At this moment of national crisis, it behoves him to be painstakingly exact and punctilious in his statements, and not to lead the public to believe that a No Deal Brexit could be simple and straightforward.
In other words, it’s high time the old broad-brush Boris was replaced by a candid and realistic one. I know he is preoccupied with attracting the votes of Tory Party members, but he is inevitably addressing the whole country. It is a terrible mistake to engender hopes that can’t be met.
There is another aspect to his stuttering campaign that in its way is almost as alarming. The light appears to have gone out of Boris. His much-vaunted ability to instil optimism seems almost to have vanished, no doubt because his own optimism has disappeared.
Very likely this reflects his state of mind. Boris is in the throes of a divorce from a woman to whom he has been married for much of his adult life, and who was a rock to him during many difficulties.
Divorce is never easy, and in this instance it is obviously extremely painful to him.
Some of his children are said to be critical of his setting up home with a woman 24 years younger, who in age could be his daughter. I don’t know whether this relationship is as tumultuous as last week’s quarrel suggests, but it doesn’t seem to be bringing him as much happiness as one might expect.
There’s absolutely nothing any of us can do about this, of course. It is nonetheless disquieting when the usually upbeat prospective captain of the ship, whose chief political attribute is an ability to spread good cheer, is so down in the dumps.

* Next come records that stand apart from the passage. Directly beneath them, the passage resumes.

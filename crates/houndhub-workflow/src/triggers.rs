//! Trigger evaluation — business events that auto-enroll clients.

use chrono::{DateTime, Utc};
use houndhub_core::Result;
use houndhub_db::{Booking, CrmDb, FormSubmission};

use crate::enrollment::{enroll, EnrollOutcome};

/// A booking came in: enroll its client into every workflow with an active
/// trigger on this booking type. Already-enrolled clients are left alone.
/// Returns the number of new enrollments.
pub fn on_appointment_booked(db: &CrmDb, booking: &Booking, now: DateTime<Utc>) -> Result<usize> {
    let triggers = db.active_triggers_for_booking_type(booking.booking_type_id)?;
    let mut enrolled = 0;
    for trigger in triggers {
        match enroll(
            db,
            trigger.workflow_id,
            booking.client_id,
            "trigger:appointment_booking",
            now,
        )? {
            EnrollOutcome::Enrolled { .. } => enrolled += 1,
            EnrollOutcome::AlreadyEnrolled => {}
        }
    }
    if enrolled > 0 {
        tracing::info!(
            "Booking {} enrolled client {} into {} workflow(s)",
            booking.id,
            booking.client_id,
            enrolled
        );
    }
    Ok(enrolled)
}

/// A form was submitted: same as bookings, keyed by form template.
pub fn on_form_submitted(
    db: &CrmDb,
    submission: &FormSubmission,
    now: DateTime<Utc>,
) -> Result<usize> {
    let triggers = db.active_triggers_for_form(submission.form_template_id)?;
    let mut enrolled = 0;
    for trigger in triggers {
        match enroll(
            db,
            trigger.workflow_id,
            submission.client_id,
            "trigger:form_submission",
            now,
        )? {
            EnrollOutcome::Enrolled { .. } => enrolled += 1,
            EnrollOutcome::AlreadyEnrolled => {}
        }
    }
    Ok(enrolled)
}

All in all, it’s impossible not to be made despondent by the vacuity of this leadership campaign. Given Boris’s frailties, one might have expected Jeremy Hunt to have stepped into the breach, but he hasn’t yet done so.
Indeed, setting aside his generally lacklustre performance, he has been dangling spending promises (defence expenditure up by 25 per cent in five years) and pledges of cuts in corporation tax without even reaching for his pocket calculator. Boris has admittedly been doing much the same.
Such contests don’t bring out the best in any politician, and one can only hope that whichever of them is chosen — and, in view of the electorate, Boris remains the favourite, despite the upsets of recent days — will govern with his feet on the ground.
But I can’t be the only onlooker profoundly depressed by the whole shallow, misleading business. So much is at stake — our prosperity, our ability to govern ourselves, the future of the union.
One yearns for a politician with the wisdom, the courage and the vision to plot the right path — and keep a Marxist out of No 10. If only Boris were the man. Watching him over the past few days, it’s getting harder to believe he is.